Exercise goal: Total the lines of the listing below that hold the word "SubscriptionWorker". Output nothing except that number.
──────────
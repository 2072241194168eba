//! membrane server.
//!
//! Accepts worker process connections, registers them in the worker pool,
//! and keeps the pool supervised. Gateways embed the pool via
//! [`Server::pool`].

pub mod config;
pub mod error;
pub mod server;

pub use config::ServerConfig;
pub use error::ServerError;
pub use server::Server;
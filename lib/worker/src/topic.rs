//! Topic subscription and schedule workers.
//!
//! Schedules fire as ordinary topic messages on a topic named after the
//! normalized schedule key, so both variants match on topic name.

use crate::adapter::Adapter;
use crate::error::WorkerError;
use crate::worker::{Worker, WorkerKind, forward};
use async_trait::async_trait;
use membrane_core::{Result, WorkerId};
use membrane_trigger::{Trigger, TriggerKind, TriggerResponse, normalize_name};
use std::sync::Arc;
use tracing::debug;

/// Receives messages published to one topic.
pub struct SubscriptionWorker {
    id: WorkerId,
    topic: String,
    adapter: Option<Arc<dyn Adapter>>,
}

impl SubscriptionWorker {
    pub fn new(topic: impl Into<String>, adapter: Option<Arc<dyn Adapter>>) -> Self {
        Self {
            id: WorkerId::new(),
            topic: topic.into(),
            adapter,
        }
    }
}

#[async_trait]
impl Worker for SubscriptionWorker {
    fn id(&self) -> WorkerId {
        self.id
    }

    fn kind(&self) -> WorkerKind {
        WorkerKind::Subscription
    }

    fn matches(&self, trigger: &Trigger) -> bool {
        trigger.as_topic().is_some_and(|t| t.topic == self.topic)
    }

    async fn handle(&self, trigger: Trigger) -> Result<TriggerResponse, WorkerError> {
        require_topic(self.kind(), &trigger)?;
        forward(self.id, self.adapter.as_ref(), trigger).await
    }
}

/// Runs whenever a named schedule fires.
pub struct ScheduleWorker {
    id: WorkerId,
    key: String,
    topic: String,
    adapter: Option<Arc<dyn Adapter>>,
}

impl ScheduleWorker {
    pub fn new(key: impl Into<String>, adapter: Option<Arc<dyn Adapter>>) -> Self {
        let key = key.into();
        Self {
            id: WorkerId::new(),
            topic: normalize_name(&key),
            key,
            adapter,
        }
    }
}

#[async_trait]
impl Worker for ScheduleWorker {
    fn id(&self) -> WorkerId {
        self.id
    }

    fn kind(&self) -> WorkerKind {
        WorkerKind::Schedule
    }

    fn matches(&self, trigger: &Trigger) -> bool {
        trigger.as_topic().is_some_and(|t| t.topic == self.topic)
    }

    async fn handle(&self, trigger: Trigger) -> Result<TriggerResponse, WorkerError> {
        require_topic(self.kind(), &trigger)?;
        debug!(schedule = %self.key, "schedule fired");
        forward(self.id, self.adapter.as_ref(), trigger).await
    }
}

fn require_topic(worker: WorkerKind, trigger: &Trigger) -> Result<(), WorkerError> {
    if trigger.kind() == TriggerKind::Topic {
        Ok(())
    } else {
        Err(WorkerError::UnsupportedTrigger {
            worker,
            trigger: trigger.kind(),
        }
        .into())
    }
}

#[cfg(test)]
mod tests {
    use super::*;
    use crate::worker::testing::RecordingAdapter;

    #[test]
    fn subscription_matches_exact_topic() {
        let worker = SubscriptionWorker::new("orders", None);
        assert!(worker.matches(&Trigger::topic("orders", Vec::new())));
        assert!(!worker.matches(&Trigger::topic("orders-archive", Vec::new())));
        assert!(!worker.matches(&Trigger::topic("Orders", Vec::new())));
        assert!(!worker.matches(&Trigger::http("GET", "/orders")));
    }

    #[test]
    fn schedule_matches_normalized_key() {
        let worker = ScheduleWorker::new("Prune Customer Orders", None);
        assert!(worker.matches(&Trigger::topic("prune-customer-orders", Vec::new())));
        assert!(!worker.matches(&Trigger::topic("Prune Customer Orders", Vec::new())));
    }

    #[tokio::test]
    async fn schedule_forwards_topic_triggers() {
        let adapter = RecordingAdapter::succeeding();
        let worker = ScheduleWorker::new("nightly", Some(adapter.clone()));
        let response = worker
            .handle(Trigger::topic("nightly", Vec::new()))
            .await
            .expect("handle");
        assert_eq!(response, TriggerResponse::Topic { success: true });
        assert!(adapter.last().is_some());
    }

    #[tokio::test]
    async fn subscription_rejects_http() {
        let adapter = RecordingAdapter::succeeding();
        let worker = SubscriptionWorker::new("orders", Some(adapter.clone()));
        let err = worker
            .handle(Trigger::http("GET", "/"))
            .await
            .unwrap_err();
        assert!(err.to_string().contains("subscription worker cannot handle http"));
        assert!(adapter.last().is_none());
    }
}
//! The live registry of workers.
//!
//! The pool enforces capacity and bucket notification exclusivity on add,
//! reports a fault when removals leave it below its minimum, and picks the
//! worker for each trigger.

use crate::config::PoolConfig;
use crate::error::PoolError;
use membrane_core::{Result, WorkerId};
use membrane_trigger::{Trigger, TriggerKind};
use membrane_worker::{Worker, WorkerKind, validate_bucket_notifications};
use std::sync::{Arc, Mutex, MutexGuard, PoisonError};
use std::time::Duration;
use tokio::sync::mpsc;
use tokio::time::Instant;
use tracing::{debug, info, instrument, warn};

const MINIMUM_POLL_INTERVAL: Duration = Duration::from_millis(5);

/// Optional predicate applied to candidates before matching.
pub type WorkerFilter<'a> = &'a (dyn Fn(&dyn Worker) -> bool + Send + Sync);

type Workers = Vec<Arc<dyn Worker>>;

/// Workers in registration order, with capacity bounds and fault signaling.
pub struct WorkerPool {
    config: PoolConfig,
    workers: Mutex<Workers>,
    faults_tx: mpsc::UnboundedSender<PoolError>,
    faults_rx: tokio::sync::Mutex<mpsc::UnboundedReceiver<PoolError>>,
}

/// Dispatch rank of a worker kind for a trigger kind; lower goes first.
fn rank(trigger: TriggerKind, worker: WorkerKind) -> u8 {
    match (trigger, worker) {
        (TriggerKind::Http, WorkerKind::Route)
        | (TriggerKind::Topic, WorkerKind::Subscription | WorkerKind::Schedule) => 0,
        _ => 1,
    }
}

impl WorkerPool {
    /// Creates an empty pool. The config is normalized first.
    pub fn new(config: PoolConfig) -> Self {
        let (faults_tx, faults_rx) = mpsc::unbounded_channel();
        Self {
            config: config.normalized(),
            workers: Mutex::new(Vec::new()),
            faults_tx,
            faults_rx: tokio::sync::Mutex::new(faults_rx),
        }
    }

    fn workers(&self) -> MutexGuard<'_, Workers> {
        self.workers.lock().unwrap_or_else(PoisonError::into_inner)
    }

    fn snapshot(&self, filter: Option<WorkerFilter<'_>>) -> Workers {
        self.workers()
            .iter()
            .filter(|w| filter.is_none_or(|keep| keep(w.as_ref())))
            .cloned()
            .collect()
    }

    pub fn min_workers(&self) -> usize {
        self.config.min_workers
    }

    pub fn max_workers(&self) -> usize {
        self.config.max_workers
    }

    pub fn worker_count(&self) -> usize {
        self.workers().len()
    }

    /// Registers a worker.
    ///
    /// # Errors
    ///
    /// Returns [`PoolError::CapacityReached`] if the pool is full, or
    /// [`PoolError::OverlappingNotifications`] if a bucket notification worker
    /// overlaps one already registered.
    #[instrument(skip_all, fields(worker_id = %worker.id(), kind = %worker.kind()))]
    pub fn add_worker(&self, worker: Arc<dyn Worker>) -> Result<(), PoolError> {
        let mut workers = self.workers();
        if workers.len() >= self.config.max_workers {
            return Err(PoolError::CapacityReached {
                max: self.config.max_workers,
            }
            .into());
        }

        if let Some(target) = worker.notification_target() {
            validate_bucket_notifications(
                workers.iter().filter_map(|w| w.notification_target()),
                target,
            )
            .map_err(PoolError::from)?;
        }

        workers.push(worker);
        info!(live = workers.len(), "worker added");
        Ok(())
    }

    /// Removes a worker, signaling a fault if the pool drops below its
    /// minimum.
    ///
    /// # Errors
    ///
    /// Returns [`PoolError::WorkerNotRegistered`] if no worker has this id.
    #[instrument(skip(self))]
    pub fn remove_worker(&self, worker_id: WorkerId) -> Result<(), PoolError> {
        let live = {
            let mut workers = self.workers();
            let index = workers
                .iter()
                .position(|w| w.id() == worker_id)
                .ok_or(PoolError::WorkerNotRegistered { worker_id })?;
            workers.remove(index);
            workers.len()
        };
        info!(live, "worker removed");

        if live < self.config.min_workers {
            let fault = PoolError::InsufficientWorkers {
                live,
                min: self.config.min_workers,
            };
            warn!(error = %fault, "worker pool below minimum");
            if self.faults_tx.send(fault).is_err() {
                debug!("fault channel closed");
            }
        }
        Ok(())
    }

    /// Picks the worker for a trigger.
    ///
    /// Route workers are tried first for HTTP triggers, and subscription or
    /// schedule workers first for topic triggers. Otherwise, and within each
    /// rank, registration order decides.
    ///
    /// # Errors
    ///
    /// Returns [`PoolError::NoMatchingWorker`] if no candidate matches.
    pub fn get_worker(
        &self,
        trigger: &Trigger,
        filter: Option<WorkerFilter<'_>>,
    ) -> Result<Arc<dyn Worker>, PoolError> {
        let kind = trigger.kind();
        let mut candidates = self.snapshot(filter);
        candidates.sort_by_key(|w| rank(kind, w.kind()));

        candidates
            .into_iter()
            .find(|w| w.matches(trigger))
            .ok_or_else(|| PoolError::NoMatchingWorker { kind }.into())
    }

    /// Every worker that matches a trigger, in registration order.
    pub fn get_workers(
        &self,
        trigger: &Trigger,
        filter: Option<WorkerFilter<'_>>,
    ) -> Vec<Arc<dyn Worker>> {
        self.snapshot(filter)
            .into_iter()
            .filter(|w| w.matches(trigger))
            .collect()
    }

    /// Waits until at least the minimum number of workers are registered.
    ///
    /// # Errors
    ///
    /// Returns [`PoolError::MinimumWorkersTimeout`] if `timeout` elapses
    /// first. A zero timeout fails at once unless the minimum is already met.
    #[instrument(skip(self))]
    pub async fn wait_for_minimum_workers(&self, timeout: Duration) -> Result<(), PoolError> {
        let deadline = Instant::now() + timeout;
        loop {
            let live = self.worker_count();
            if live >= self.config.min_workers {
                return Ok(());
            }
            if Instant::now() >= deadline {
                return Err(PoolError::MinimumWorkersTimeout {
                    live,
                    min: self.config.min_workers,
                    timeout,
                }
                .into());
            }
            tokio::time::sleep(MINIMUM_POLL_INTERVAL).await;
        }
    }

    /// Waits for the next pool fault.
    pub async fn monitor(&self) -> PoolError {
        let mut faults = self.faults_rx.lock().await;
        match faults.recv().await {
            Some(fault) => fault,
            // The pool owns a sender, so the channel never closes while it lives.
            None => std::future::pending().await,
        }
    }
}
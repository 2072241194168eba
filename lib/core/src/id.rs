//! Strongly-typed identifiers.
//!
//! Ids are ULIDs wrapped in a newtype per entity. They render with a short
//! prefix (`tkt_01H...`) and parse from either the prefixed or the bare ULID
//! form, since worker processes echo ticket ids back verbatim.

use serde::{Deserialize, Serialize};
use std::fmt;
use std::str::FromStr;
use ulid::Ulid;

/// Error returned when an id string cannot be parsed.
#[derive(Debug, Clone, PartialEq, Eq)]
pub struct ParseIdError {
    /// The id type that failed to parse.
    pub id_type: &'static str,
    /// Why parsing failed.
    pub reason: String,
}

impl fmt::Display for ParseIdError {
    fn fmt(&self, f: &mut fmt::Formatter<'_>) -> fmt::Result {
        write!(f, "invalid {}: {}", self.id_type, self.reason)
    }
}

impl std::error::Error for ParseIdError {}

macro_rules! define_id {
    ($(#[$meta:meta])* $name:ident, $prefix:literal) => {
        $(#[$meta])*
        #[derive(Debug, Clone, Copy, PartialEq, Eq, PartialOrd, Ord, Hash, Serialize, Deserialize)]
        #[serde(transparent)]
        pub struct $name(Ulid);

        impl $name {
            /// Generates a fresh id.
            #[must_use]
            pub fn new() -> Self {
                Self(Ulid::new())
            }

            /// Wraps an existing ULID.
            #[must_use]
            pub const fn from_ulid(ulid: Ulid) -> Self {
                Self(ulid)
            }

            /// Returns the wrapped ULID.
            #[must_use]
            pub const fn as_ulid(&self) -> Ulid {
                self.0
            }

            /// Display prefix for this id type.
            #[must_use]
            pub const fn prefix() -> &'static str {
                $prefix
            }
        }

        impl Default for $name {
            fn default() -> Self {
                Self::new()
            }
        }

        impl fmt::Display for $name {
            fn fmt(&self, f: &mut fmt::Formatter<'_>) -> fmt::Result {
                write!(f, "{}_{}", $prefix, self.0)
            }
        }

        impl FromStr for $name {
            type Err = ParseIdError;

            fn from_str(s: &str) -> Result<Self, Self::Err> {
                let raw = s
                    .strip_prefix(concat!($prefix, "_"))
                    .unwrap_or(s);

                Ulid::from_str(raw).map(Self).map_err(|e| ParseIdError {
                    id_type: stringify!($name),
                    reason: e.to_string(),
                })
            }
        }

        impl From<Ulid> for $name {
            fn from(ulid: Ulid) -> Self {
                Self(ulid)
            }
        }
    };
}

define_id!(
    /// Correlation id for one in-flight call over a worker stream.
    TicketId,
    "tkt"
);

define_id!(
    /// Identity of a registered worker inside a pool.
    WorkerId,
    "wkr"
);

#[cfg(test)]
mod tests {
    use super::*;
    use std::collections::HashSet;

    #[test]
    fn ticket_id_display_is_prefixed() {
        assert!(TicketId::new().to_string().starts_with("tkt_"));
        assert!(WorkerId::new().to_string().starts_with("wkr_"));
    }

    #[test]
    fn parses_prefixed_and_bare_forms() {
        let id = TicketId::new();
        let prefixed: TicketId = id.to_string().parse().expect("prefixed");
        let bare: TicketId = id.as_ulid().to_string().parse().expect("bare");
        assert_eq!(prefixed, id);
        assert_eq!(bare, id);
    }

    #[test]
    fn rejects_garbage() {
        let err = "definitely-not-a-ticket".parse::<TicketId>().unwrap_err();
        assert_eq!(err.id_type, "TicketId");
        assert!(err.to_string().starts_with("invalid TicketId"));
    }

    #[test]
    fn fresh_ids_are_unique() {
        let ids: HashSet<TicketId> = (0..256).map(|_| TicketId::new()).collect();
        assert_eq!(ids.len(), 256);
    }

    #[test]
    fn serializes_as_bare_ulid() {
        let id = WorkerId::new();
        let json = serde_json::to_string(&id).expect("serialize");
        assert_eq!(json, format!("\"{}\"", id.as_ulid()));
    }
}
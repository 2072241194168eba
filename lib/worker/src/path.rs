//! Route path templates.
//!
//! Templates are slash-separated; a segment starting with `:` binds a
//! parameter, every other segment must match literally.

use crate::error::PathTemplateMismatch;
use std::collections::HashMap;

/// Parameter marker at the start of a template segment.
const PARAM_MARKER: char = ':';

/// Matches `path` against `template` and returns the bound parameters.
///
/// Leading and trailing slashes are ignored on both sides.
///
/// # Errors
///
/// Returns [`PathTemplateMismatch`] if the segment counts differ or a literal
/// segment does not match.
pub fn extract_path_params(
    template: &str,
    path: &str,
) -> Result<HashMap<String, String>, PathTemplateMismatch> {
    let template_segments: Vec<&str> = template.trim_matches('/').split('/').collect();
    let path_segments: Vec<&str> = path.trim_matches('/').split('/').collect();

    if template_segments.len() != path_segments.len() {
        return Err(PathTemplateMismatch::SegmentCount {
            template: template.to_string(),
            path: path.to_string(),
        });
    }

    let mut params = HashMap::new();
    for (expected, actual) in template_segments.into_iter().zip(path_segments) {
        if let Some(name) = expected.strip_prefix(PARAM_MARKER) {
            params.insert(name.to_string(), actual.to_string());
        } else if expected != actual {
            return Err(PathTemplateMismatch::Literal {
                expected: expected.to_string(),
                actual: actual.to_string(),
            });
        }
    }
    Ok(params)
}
──────────
Exercise result: 5